PR> For example, if gravitons can radiate and interact with the parallel
 PR> universe membranes, why haven't they all attracted each other?

 WC> Perhaps they oppose one another across dimensional planes?
 WC> WAG here as I've not read a solid book on quantum theory in many a
 WC> year.

 PR> Why don't we detect gravitic fields from a neighboring parallel
 PR> universe where we don't see matter in our universe?

 WC> Because it's parallel but perhaps not intersecting?
 WC> Another WAG.

Know anything about Abbott's "Flatland"?  According to their
presentation of M-Theory membranes, that's what we live in--as
seen from a higher dimensional perspective.

My arguments can be understood primarily based on geometry.

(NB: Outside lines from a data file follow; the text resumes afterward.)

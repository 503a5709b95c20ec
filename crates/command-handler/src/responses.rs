use domain::{Code, GameId, GameState, Guess, Outcome, Peg};
use serde::{Deserialize, Serialize};
use shared::{AppError, ErrorResponse};
use std::collections::BTreeSet;

/// 直近のフィードバックの件数
#[derive(Debug, Clone, PartialEq, Eq, Serialize, Deserialize)]
pub struct FeedbackView {
    pub exact: usize,
    pub partial: usize,
}

/// ゲームの表示用ビュー。シークレットは終了後のみ含める
#[derive(Debug, Clone, PartialEq, Eq, Serialize, Deserialize)]
pub struct GameView {
    pub game_id: GameId,
    pub outcome: Outcome,
    pub code_length: usize,
    pub total_attempts: u32,
    pub remaining_attempts: u32,
    pub available_pegs: BTreeSet<Peg>,
    pub guesses: Vec<Code>,
    pub feedback: FeedbackView,
    #[serde(default, skip_serializing_if = "Option::is_none")]
    pub secret: Option<Code>,
}

impl GameView {
    pub fn new(game_id: GameId, state: &GameState) -> Self {
        Self {
            game_id,
            outcome: state.outcome(),
            code_length: state.secret().len(),
            total_attempts: state.total_attempts(),
            remaining_attempts: state.remaining_attempts(),
            available_pegs: state.available_pegs().clone(),
            guesses: state.guesses().iter().map(Guess::code).cloned().collect(),
            feedback: FeedbackView {
                exact: state.feedback().exact_hits(),
                partial: state.feedback().partial_hits(),
            },
            secret: state
                .outcome()
                .is_finished()
                .then(|| state.secret().clone()),
        }
    }
}

/// 1行分のJSONレスポンス
#[derive(Debug, Clone, PartialEq, Eq, Serialize, Deserialize)]
#[serde(tag = "status", rename_all = "snake_case")]
pub enum Response {
    Ok { game: GameView },
    Error(ErrorResponse),
}

impl Response {
    pub fn ok(game: GameView) -> Self {
        Response::Ok { game }
    }

    pub fn error(error: &AppError) -> Self {
        Response::Error(ErrorResponse::from_app_error(error))
    }
}
use crate::code::{Code, Guess, Peg};
use crate::errors::DomainError;
use crate::feedback::Feedback;
use crate::identifiers::EventId;
use chrono::{DateTime, Utc};
use serde::{Deserialize, Serialize};
use std::collections::BTreeSet;

/// 現在のイベントスキーマバージョン
pub const EVENT_VERSION: &str = "1.0";

/// ゲームのイベント列挙型
#[derive(Debug, Clone, PartialEq, Eq, Serialize, Deserialize)]
#[serde(tag = "event_type", rename_all = "snake_case")]
pub enum GameEvent {
    GameStarted {
        event_id: EventId,
        secret: Code,
        total_attempts: u32,
        available_pegs: BTreeSet<Peg>,
        timestamp: DateTime<Utc>,
        #[serde(default = "default_version")]
        version: String,
    },
    GuessMade {
        event_id: EventId,
        guess: Guess,
        feedback: Feedback,
        timestamp: DateTime<Utc>,
        #[serde(default = "default_version")]
        version: String,
    },
    GameWon {
        event_id: EventId,
        timestamp: DateTime<Utc>,
        #[serde(default = "default_version")]
        version: String,
    },
    GameLost {
        event_id: EventId,
        timestamp: DateTime<Utc>,
        #[serde(default = "default_version")]
        version: String,
    },
}

fn default_version() -> String {
    EVENT_VERSION.to_string()
}

impl GameEvent {
    /// 新しいGameStartedイベントを作成
    pub fn new_game_started(
        secret: Code,
        total_attempts: u32,
        available_pegs: BTreeSet<Peg>,
    ) -> Self {
        GameEvent::GameStarted {
            event_id: EventId::generate(),
            secret,
            total_attempts,
            available_pegs,
            timestamp: Utc::now(),
            version: default_version(),
        }
    }

    /// 新しいGuessMadeイベントを作成
    pub fn new_guess_made(guess: Guess, feedback: Feedback) -> Self {
        GameEvent::GuessMade {
            event_id: EventId::generate(),
            guess,
            feedback,
            timestamp: Utc::now(),
            version: default_version(),
        }
    }

    pub fn new_game_won() -> Self {
        GameEvent::GameWon {
            event_id: EventId::generate(),
            timestamp: Utc::now(),
            version: default_version(),
        }
    }

    pub fn new_game_lost() -> Self {
        GameEvent::GameLost {
            event_id: EventId::generate(),
            timestamp: Utc::now(),
            version: default_version(),
        }
    }

    /// イベントIDを取得
    pub fn event_id(&self) -> &EventId {
        match self {
            GameEvent::GameStarted { event_id, .. } => event_id,
            GameEvent::GuessMade { event_id, .. } => event_id,
            GameEvent::GameWon { event_id, .. } => event_id,
            GameEvent::GameLost { event_id, .. } => event_id,
        }
    }

    /// イベントのタイムスタンプを取得
    pub fn timestamp(&self) -> &DateTime<Utc> {
        match self {
            GameEvent::GameStarted { timestamp, .. } => timestamp,
            GameEvent::GuessMade { timestamp, .. } => timestamp,
            GameEvent::GameWon { timestamp, .. } => timestamp,
            GameEvent::GameLost { timestamp, .. } => timestamp,
        }
    }

    pub fn version(&self) -> &str {
        match self {
            GameEvent::GameStarted { version, .. } => version,
            GameEvent::GuessMade { version, .. } => version,
            GameEvent::GameWon { version, .. } => version,
            GameEvent::GameLost { version, .. } => version,
        }
    }

    /// イベントタイプ名を取得
    pub fn event_type(&self) -> &'static str {
        match self {
            GameEvent::GameStarted { .. } => "game_started",
            GameEvent::GuessMade { .. } => "guess_made",
            GameEvent::GameWon { .. } => "game_won",
            GameEvent::GameLost { .. } => "game_lost",
        }
    }

    /// イベントをJSONにシリアライズ
    pub fn to_json(&self) -> Result<String, DomainError> {
        serde_json::to_string(self).map_err(|e| DomainError::EventSerialization(e.to_string()))
    }

    /// JSONからイベントをデシリアライズ
    pub fn from_json(json: &str) -> Result<Self, DomainError> {
        serde_json::from_str(json).map_err(|e| DomainError::EventDeserialization(e.to_string()))
    }
}
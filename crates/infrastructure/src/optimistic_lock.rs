use domain::DomainError;
use std::sync::{PoisonError, RwLock, RwLockReadGuard, RwLockWriteGuard};
use tracing::warn;

/// 楽観的ロックのバージョンチェック
///
/// 読み込み時点のバージョン（`expected`）と保存済みのバージョン（`actual`）が
/// 異なる場合は、他の変更が先に保存されている。
pub fn check_version(expected: u64, actual: u64) -> Result<(), DomainError> {
    if expected != actual {
        warn!(
            "バージョン不一致: expected={}, actual={}",
            expected, actual
        );
        return Err(DomainError::ConcurrentModification { expected, actual });
    }
    Ok(())
}

pub(crate) fn read<T>(lock: &RwLock<T>) -> Result<RwLockReadGuard<'_, T>, DomainError> {
    lock.read().map_err(poisoned)
}

pub(crate) fn write<T>(lock: &RwLock<T>) -> Result<RwLockWriteGuard<'_, T>, DomainError> {
    lock.write().map_err(poisoned)
}

fn poisoned<G>(error: PoisonError<G>) -> DomainError {
    DomainError::Storage(format!("storage lock poisoned: {error}"))
}

#[cfg(test)]
mod tests {
    use super::*;

    #[test]
    fn test_matching_versions() {
        assert!(check_version(0, 0).is_ok());
        assert!(check_version(3, 3).is_ok());
    }

    #[test]
    fn test_version_conflict() {
        assert_eq!(
            check_version(1, 2),
            Err(DomainError::ConcurrentModification {
                expected: 1,
                actual: 2
            })
        );
    }
}
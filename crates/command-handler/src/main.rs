use anyhow::{anyhow, Context};
use command_handler::CommandHandler;
use domain::Games;
use infrastructure::{EventStoreGames, GamesInMemory};
use shared::{init_tracing, Config, StoreKind};
use std::io::{self, BufRead, Write};
use tracing::info;

fn main() -> anyhow::Result<()> {
    let config = Config::from_env().context("設定読み込みエラー")?;
    init_tracing(config.log_format).map_err(|e| anyhow!("トレーシング初期化エラー: {e}"))?;

    info!(
        "command-handler開始: environment={}, store={:?}",
        config.environment, config.store
    );

    match config.store {
        StoreKind::Memory => run(CommandHandler::new(GamesInMemory::new(), config)),
        StoreKind::EventStore => run(CommandHandler::new(EventStoreGames::new(), config)),
    }
}

/// 標準入力からリクエストを1行ずつ読み、レスポンスを標準出力に書く
fn run<G: Games>(handler: CommandHandler<G>) -> anyhow::Result<()> {
    let stdin = io::stdin();
    let mut stdout = io::stdout().lock();

    for line in stdin.lock().lines() {
        let line = line.context("標準入力の読み込みエラー")?;
        if line.trim().is_empty() {
            continue;
        }

        let response = handler.handle_line(&line);
        writeln!(stdout, "{}", serde_json::to_string(&response)?)?;
        stdout.flush()?;
    }

    info!("command-handler終了");
    Ok(())
}
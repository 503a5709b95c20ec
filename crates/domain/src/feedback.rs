use crate::code::{Code, Peg};
use serde::{Deserialize, Serialize};
use std::collections::HashMap;

/// フィードバックの判定マーカー
#[derive(Debug, Clone, Copy, PartialEq, Eq, Hash, Serialize, Deserialize)]
#[serde(rename_all = "snake_case")]
pub enum FeedbackPeg {
    /// 位置も色も一致
    Exact,
    /// 色のみ一致（別の未消費の位置）
    Partial,
}

/// 推測に対する採点結果。EXACT が PARTIAL より先に並ぶ
#[derive(Debug, Clone, Default, PartialEq, Eq, Serialize, Deserialize)]
#[serde(transparent)]
pub struct Feedback {
    pegs: Vec<FeedbackPeg>,
}

impl Feedback {
    /// 件数からフィードバックを作成
    pub fn from_counts(exact: usize, partial: usize) -> Self {
        let pegs = std::iter::repeat(FeedbackPeg::Exact)
            .take(exact)
            .chain(std::iter::repeat(FeedbackPeg::Partial).take(partial))
            .collect();
        Self { pegs }
    }

    /// シークレットに対して推測を採点する
    ///
    /// 完全一致した位置はシークレット側・推測側ともに消費済みとし、残りのペグは
    /// 多重集合として突き合わせる。シークレットの1つのペグが複数の推測ペグに
    /// 数えられることはない。長さの一致は呼び出し側で検証済みであること。
    pub fn score(secret: &Code, guess: &Code) -> Self {
        let mut exact = 0;
        let mut unconsumed: HashMap<&Peg, usize> = HashMap::new();
        let mut unmatched_guess = Vec::new();

        for (secret_peg, guess_peg) in secret.pegs().iter().zip(guess.pegs()) {
            if secret_peg == guess_peg {
                exact += 1;
            } else {
                *unconsumed.entry(secret_peg).or_insert(0) += 1;
                unmatched_guess.push(guess_peg);
            }
        }

        let mut partial = 0;
        for guess_peg in unmatched_guess {
            if let Some(remaining) = unconsumed.get_mut(guess_peg) {
                if *remaining > 0 {
                    *remaining -= 1;
                    partial += 1;
                }
            }
        }

        Self::from_counts(exact, partial)
    }

    pub fn pegs(&self) -> &[FeedbackPeg] {
        &self.pegs
    }

    /// EXACT マーカー数
    pub fn exact_hits(&self) -> usize {
        self.count(FeedbackPeg::Exact)
    }

    /// PARTIAL マーカー数
    pub fn partial_hits(&self) -> usize {
        self.count(FeedbackPeg::Partial)
    }

    pub fn len(&self) -> usize {
        self.pegs.len()
    }

    pub fn is_empty(&self) -> bool {
        self.pegs.is_empty()
    }

    fn count(&self, kind: FeedbackPeg) -> usize {
        self.pegs.iter().filter(|peg| **peg == kind).count()
    }
}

Imagine a 2-D universe.  In this 2-space universe stars radiate EM only
within the plane.  It's proposed gravitons interact weakly within the
plane because gravitons can escape from the plane into the third
dimension.  Those gravitons intersect another parallel 2-space universe.
That should be perceptible as a gravitational field, where there is no
mass.  It should be detectible instrumentally at least, but what should
happen is mass would be attracted and collect.  Thus mass concentrations
should basically match between parallel universes.  So what keeps the
first 2-D universe from detecting all those masses from neighbors.
Summed, you've got as much gravity as if the gravitons never left it in
the first place.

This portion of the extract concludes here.